REVO Hospitality Group files for insolvency amid rising costs and market pressures
REVO Hospitality Group, a leading European hotel operator, has filed for self-administered insolvency. The move comes after months of financial pressure from rising costs and market challenges. The company manages 250 hotels across twelve countries, employing around 8,300 people.
The insolvency affects roughly 140 subsidiaries, including four hotels in the Brussels region: Steigenberger Parkhotel, Centro Hotel, IntercityHotel in Braunschweig, and Centro Hotel Goya in Wolfsburg. Operations will continue during proceedings, with a restructuring target set for summer 2026.

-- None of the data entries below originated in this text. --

// =============================================================================
// Watch Service — periodic refresh of a watchlist into the price tracker
// =============================================================================
//
// One `refresh()` fetches every watched asset in a single coalesced call,
// then feeds each quoted price into the tracker together with the price and
// high this service saw last time. When the upstream fails the error is
// returned alongside the last cached prices so the caller can keep showing
// something.
// =============================================================================

use std::collections::HashMap;
use std::sync::Arc;

use anyhow::Result;
use parking_lot::Mutex;
use serde::Serialize;
use tracing::{debug, info, warn};

use crate::error::ApiError;
use crate::gecko::GeckoClient;
use crate::tracker::{PriceChange, PriceTracker};
use crate::types::{AssetIds, CurrencySet, PriceMap};

/// Per-asset outcome of one refresh.
#[derive(Debug, Clone, PartialEq, Serialize)]
pub struct AssetUpdate {
    pub asset_id: String,
    /// `None` when the upstream had no quote for this asset.
    pub price: Option<f64>,
    /// `None` when there was no price to track.
    pub change: Option<PriceChange>,
}

#[derive(Debug, Clone, PartialEq)]
pub enum RefreshOutcome {
    Fresh(Vec<AssetUpdate>),
    Degraded { error: ApiError, last_known: PriceMap },
}

#[derive(Debug, Clone, Copy)]
struct LastSeen {
    price: f64,
    highest: f64,
}

pub struct WatchService {
    client: GeckoClient,
    tracker: Arc<PriceTracker>,
    assets: AssetIds,
    currency: String,
    last: Mutex<HashMap<String, LastSeen>>,
}

impl WatchService {
    pub fn new(
        client: GeckoClient,
        tracker: Arc<PriceTracker>,
        assets: impl Into<AssetIds>,
        currency: &str,
    ) -> Self {
        Self {
            client,
            tracker,
            assets: assets.into(),
            currency: currency.trim().to_lowercase(),
            last: Mutex::new(HashMap::new()),
        }
    }

    pub fn assets(&self) -> &AssetIds {
        &self.assets
    }

    pub fn tracker(&self) -> &PriceTracker {
        &self.tracker
    }

    /// Fetch the watchlist once and push every quoted price into the tracker.
    ///
    /// Upstream failures are not errors here; they come back as
    /// `RefreshOutcome::Degraded`. Only tracker persistence failures are.
    pub async fn refresh(&self) -> Result<RefreshOutcome> {
        let currencies = CurrencySet::from(self.currency.as_str());

        let prices = match self.client.get_prices(self.assets.clone(), currencies.clone()).await {
            Ok(prices) => prices,
            Err(error) => {
                let last_known = self.client.last_known_prices(self.assets.clone(), currencies);
                warn!(
                    error = %error,
                    stale_assets = last_known.len(),
                    "refresh failed, serving last known prices"
                );
                return Ok(RefreshOutcome::Degraded { error, last_known });
            }
        };

        let mut updates = Vec::with_capacity(self.assets.len());
        for asset_id in self.assets.iter() {
            let price = prices
                .get(asset_id)
                .and_then(|row| row.get(&self.currency).copied().flatten());

            let change = match price {
                Some(px) => {
                    let seen = self.last_seen(asset_id)?;
                    let change =
                        self.tracker
                            .track_price_change(asset_id, px, seen.price, seen.highest)?;
                    self.last.lock().insert(
                        asset_id.clone(),
                        LastSeen {
                            price: px,
                            highest: change.highest_price,
                        },
                    );
                    Some(change)
                }
                None => {
                    debug!(asset = %asset_id, currency = %self.currency, "no quote for asset");
                    None
                }
            };

            updates.push(AssetUpdate {
                asset_id: asset_id.clone(),
                price,
                change,
            });
        }

        let alerts: usize = updates
            .iter()
            .filter_map(|u| u.change.as_ref())
            .map(|c| c.alerts.len())
            .sum();
        info!(assets = updates.len(), alerts, "watchlist refreshed");

        Ok(RefreshOutcome::Fresh(updates))
    }

    /// What this service saw last for `asset_id`, falling back to the
    /// tracker's persisted state on the first sighting after a restart.
    fn last_seen(&self, asset_id: &str) -> Result<LastSeen> {
        if let Some(seen) = self.last.lock().get(asset_id).copied() {
            return Ok(seen);
        }
        let price = self
            .tracker
            .history(asset_id)?
            .last()
            .map(|s| s.price)
            .unwrap_or_default();
        let highest = self.tracker.saved_highest(asset_id)?.unwrap_or_default();
        Ok(LastSeen { price, highest })
    }
}

impl std::fmt::Debug for WatchService {
    fn fmt(&self, f: &mut std::fmt::Formatter<'_>) -> std::fmt::Result {
        f.debug_struct("WatchService")
            .field("assets", &self.assets)
            .field("currency", &self.currency)
            .field("client", &self.client)
            .finish()
    }
}

#[cfg(test)]
mod tests {
    use std::time::Duration;

    use super::*;
    use crate::config::ClientConfig;
    use crate::tracker::AlertKind;
    use crate::transport::mock::MockTransport;

    fn service(transport: Arc<MockTransport>) -> WatchService {
        let client = GeckoClient::new(ClientConfig::default(), transport);
        WatchService::new(
            client,
            Arc::new(PriceTracker::in_memory()),
            ["bitcoin", "ghost"],
            "USD",
        )
    }

    fn fresh(outcome: RefreshOutcome) -> Vec<AssetUpdate> {
        match outcome {
            RefreshOutcome::Fresh(updates) => updates,
            other => panic!("expected fresh outcome, got {other:?}"),
        }
    }

    #[tokio::test(start_paused = true)]
    async fn refresh_tracks_quoted_assets() {
        let transport = MockTransport::simple_prices(|id| (id == "bitcoin").then_some(100.0));
        let svc = service(transport.clone());

        let updates = fresh(svc.refresh().await.unwrap());
        assert_eq!(updates.len(), 2);
        assert_eq!(updates[0].asset_id, "bitcoin");
        assert_eq!(updates[0].price, Some(100.0));
        let change = updates[0].change.as_ref().unwrap();
        assert!(change.alerts.iter().any(|a| a.kind == AlertKind::NewHigh));
        assert_eq!(updates[1].price, None);
        assert!(updates[1].change.is_none());
        assert_eq!(transport.call_count(), 1);
    }

    #[tokio::test(start_paused = true)]
    async fn second_refresh_compares_against_previous_price() {
        let transport = MockTransport::simple_prices(|_| Some(100.0));
        let svc = service(transport.clone());
        svc.refresh().await.unwrap();

        tokio::time::advance(Duration::from_secs(31)).await;
        transport.push(Ok(serde_json::json!({ "bitcoin": { "usd": 112.0 } })));
        let updates = fresh(svc.refresh().await.unwrap());

        let change = updates[0].change.as_ref().unwrap();
        assert!((change.price_change_percent - 12.0).abs() < 1e-9);
        assert_eq!(change.highest_price, 112.0);
        assert_eq!(svc.tracker().history("bitcoin").unwrap().len(), 2);
    }

    #[tokio::test(start_paused = true)]
    async fn first_refresh_after_restart_uses_stored_history() {
        let tracker = Arc::new(PriceTracker::in_memory());
        tracker.track_price_change("bitcoin", 100.0, 0.0, 0.0).unwrap();

        let transport = MockTransport::simple_prices(|_| Some(112.0));
        let client = GeckoClient::new(ClientConfig::default(), transport);
        let svc = WatchService::new(client, tracker, ["bitcoin"], "usd");

        let updates = fresh(svc.refresh().await.unwrap());
        let change = updates[0].change.as_ref().unwrap();
        assert!((change.price_change_percent - 12.0).abs() < 1e-9);
        assert!(change.alerts.iter().any(|a| a.kind == AlertKind::ExtremeVolatility));
        assert_eq!(change.highest_price, 112.0);
    }

    #[tokio::test(start_paused = true)]
    async fn failure_returns_last_known_prices() {
        let transport = MockTransport::simple_prices(|_| Some(100.0));
        let svc = service(transport.clone());
        svc.refresh().await.unwrap();

        tokio::time::advance(Duration::from_secs(31)).await;
        transport.push(Err(ApiError::from_status(400, None, "bad request")));

        match svc.refresh().await.unwrap() {
            RefreshOutcome::Degraded { error, last_known } => {
                assert!(matches!(error, ApiError::RequestRejected { status: 400, .. }));
                assert_eq!(last_known["bitcoin"]["usd"], Some(100.0));
            }
            other => panic!("expected degraded outcome, got {other:?}"),
        }
        assert_eq!(svc.tracker().history("bitcoin").unwrap().len(), 1);
    }
}
// =============================================================================
// Batch Coalescer — many concurrent price requests, one upstream call
// =============================================================================
//
// Requests arriving within the debounce window are grouped by currency set.
// Each group keeps the union of requested ids plus one waiter per caller.
// When the window closes every group is dispatched once, the result is
// written to the price cache, and each waiter receives exactly the ids it
// asked for. A failed dispatch fails every waiter of that group with the same
// error.
// =============================================================================

use std::collections::{BTreeSet, HashMap};
use std::sync::Arc;
use std::time::Duration;

use futures_util::future::join_all;
use parking_lot::Mutex;
use tokio::sync::oneshot;
use tracing::{debug, info, warn};

use super::cache::TtlCache;
use super::endpoints::{null_row, parse_simple_price, simple_price_params, SIMPLE_PRICE_PATH};
use super::upstream::Upstream;
use super::PriceKey;
use crate::error::{ApiError, ApiResult};
use crate::types::{CurrencySet, PriceMap, PriceRow};

type Reply = oneshot::Sender<ApiResult<PriceMap>>;

struct Waiter {
    wanted: Vec<String>,
    reply: Reply,
}

/// Everything requested for one currency set during the current window.
struct PendingBatch {
    currencies: CurrencySet,
    ids: BTreeSet<String>,
    waiters: Vec<Waiter>,
}

#[derive(Default)]
struct BatchState {
    pending: HashMap<String, PendingBatch>,
    flush_scheduled: bool,
}

struct BatcherInner {
    upstream: Upstream,
    cache: Arc<TtlCache<PriceKey, PriceRow>>,
    price_ttl: Duration,
    debounce: Duration,
    state: Mutex<BatchState>,
}

#[derive(Clone)]
pub(crate) struct PriceBatcher {
    inner: Arc<BatcherInner>,
}

impl PriceBatcher {
    pub fn new(
        upstream: Upstream,
        cache: Arc<TtlCache<PriceKey, PriceRow>>,
        price_ttl: Duration,
        debounce: Duration,
    ) -> Self {
        Self {
            inner: Arc::new(BatcherInner {
                upstream,
                cache,
                price_ttl,
                debounce,
                state: Mutex::new(BatchState::default()),
            }),
        }
    }

    /// Register `ids` for the next flush and wait for their prices.
    pub async fn fetch(&self, ids: Vec<String>, currencies: &CurrencySet) -> ApiResult<PriceMap> {
        let rx = self.request(ids, currencies);
        rx.await
            .map_err(|_| ApiError::Transport("price batch dropped before completion".into()))?
    }

    /// Register `ids` and return the handle the result will arrive on.
    ///
    /// Registration is synchronous, so every caller that reaches this point
    /// before the flush timer fires shares the same upstream call.
    pub fn request(
        &self,
        ids: Vec<String>,
        currencies: &CurrencySet,
    ) -> oneshot::Receiver<ApiResult<PriceMap>> {
        let (reply, rx) = oneshot::channel();
        let key = currencies.key();

        let schedule_flush = {
            let mut state = self.inner.state.lock();
            let batch = state
                .pending
                .entry(key.clone())
                .or_insert_with(|| PendingBatch {
                    currencies: currencies.clone(),
                    ids: BTreeSet::new(),
                    waiters: Vec::new(),
                });
            batch.ids.extend(ids.iter().cloned());
            batch.waiters.push(Waiter { wanted: ids, reply });
            debug!(
                currencies = %key,
                batch_ids = batch.ids.len(),
                waiters = batch.waiters.len(),
                "price request joined batch"
            );

            !std::mem::replace(&mut state.flush_scheduled, true)
        };

        if schedule_flush {
            let this = self.clone();
            tokio::spawn(async move {
                tokio::time::sleep(this.inner.debounce).await;
                this.flush().await;
            });
        }

        rx
    }

    async fn flush(&self) {
        let batches: Vec<(String, PendingBatch)> = {
            let mut state = self.inner.state.lock();
            state.flush_scheduled = false;
            state.pending.drain().collect()
        };

        if batches.is_empty() {
            return;
        }
        debug!(batches = batches.len(), "flushing price batches");

        join_all(
            batches
                .into_iter()
                .map(|(key, batch)| self.dispatch(key, batch)),
        )
        .await;
    }

    async fn dispatch(&self, key: String, batch: PendingBatch) {
        let ids: Vec<String> = batch.ids.into_iter().collect();
        let currencies = batch.currencies.currencies();

        let result = self
            .inner
            .upstream
            .get(SIMPLE_PRICE_PATH, simple_price_params(&ids, &key))
            .await
            .and_then(|body| parse_simple_price(&body, &ids, currencies));

        match result {
            Ok(rows) => {
                for (id, row) in &rows {
                    self.inner.cache.set(
                        PriceKey::new(id.clone(), key.clone()),
                        row.clone(),
                        self.inner.price_ttl,
                    );
                }
                info!(
                    currencies = %key,
                    ids = ids.len(),
                    waiters = batch.waiters.len(),
                    "price batch resolved"
                );
                for waiter in batch.waiters {
                    let subset: PriceMap = waiter
                        .wanted
                        .iter()
                        .map(|id| {
                            let row = rows.get(id).cloned().unwrap_or_else(|| null_row(currencies));
                            (id.clone(), row)
                        })
                        .collect();
                    let _ = waiter.reply.send(Ok(subset));
                }
            }
            Err(err) => {
                warn!(
                    currencies = %key,
                    ids = ids.len(),
                    waiters = batch.waiters.len(),
                    error = %err,
                    "price batch failed"
                );
                for waiter in batch.waiters {
                    let _ = waiter.reply.send(Err(err.clone()));
                }
            }
        }
    }
}

// ---------------------------------------------------------------------------
// Tests
// ---------------------------------------------------------------------------
//! Scripted transport used by the unit tests.

use std::collections::VecDeque;
use std::sync::Arc;

use async_trait::async_trait;
use parking_lot::Mutex;
use serde_json::{json, Map, Value};
use tokio::time::Instant;

use super::Transport;
use crate::error::ApiResult;

type Responder = dyn Fn(&RecordedCall) -> ApiResult<Value> + Send + Sync;

#[derive(Debug, Clone)]
pub(crate) struct RecordedCall {
    pub path: String,
    pub params: Vec<(String, String)>,
    pub at: Instant,
}

impl RecordedCall {
    pub fn param(&self, name: &str) -> Option<&str> {
        self.params
            .iter()
            .find(|(k, _)| k == name)
            .map(|(_, v)| v.as_str())
    }

    /// The `ids` parameter split back into a sorted list.
    pub fn ids(&self) -> Vec<String> {
        let mut ids: Vec<String> = self
            .param("ids")
            .unwrap_or_default()
            .split(',')
            .filter(|s| !s.is_empty())
            .map(str::to_string)
            .collect();
        ids.sort();
        ids
    }
}

pub(crate) struct MockTransport {
    calls: Mutex<Vec<RecordedCall>>,
    scripted: Mutex<VecDeque<ApiResult<Value>>>,
    fallback: Box<Responder>,
}

impl MockTransport {
    pub fn new(fallback: impl Fn(&RecordedCall) -> ApiResult<Value> + Send + Sync + 'static) -> Arc<Self> {
        Arc::new(Self {
            calls: Mutex::new(Vec::new()),
            scripted: Mutex::new(VecDeque::new()),
            fallback: Box::new(fallback),
        })
    }

    /// Answers `/simple/price` by quoting every requested id in every
    /// requested currency with `price(id)`. Ids for which `price` returns
    /// `None` are left out of the response.
    pub fn simple_prices(price: impl Fn(&str) -> Option<f64> + Send + Sync + 'static) -> Arc<Self> {
        Self::new(move |call| {
            let currencies: Vec<String> = call
                .param("vs_currencies")
                .unwrap_or_default()
                .split(',')
                .map(str::to_string)
                .collect();
            let mut body = Map::new();
            for id in call.ids() {
                if let Some(px) = price(&id) {
                    let row: Map<String, Value> =
                        currencies.iter().map(|c| (c.clone(), json!(px))).collect();
                    body.insert(id, Value::Object(row));
                }
            }
            Ok(Value::Object(body))
        })
    }

    /// Queue a response that is returned before the fallback is consulted.
    pub fn push(&self, response: ApiResult<Value>) {
        self.scripted.lock().push_back(response);
    }

    pub fn calls(&self) -> Vec<RecordedCall> {
        self.calls.lock().clone()
    }

    pub fn call_count(&self) -> usize {
        self.calls.lock().len()
    }
}

#[async_trait]
impl Transport for MockTransport {
    async fn send(&self, path: &str, params: &[(String, String)]) -> ApiResult<Value> {
        let call = RecordedCall {
            path: path.to_string(),
            params: params.to_vec(),
            at: Instant::now(),
        };
        self.calls.lock().push(call.clone());
        if let Some(scripted) = self.scripted.lock().pop_front() {
            return scripted;
        }
        (self.fallback)(&call)
    }
}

Financial troubles stem from soaring wage bills, higher rents, and increased energy and food prices. Rapid expansion has also strained the group’s finances. In Brussels, a VAT hike to 12 percent and higher city taxes have worsened the situation. Local hotels face low occupancy rates—70.7 percent in 2025 compared to 74.7 percent in 2019—alongside flat room revenues and unfair competition from illegal accommodations, which now hold 25 percent of the market.
The impact on employees and regional hotels remains uncertain. The group struggles to offset inflation, putting jobs and competitiveness at risk.
REVO Hospitality Group aims to stabilise its finances through restructuring by mid-2026. The insolvency highlights broader pressures on the hospitality sector, including tax burdens and rising operational costs. The outcome for staff and local hotels will depend on the success of the reorganisation plan.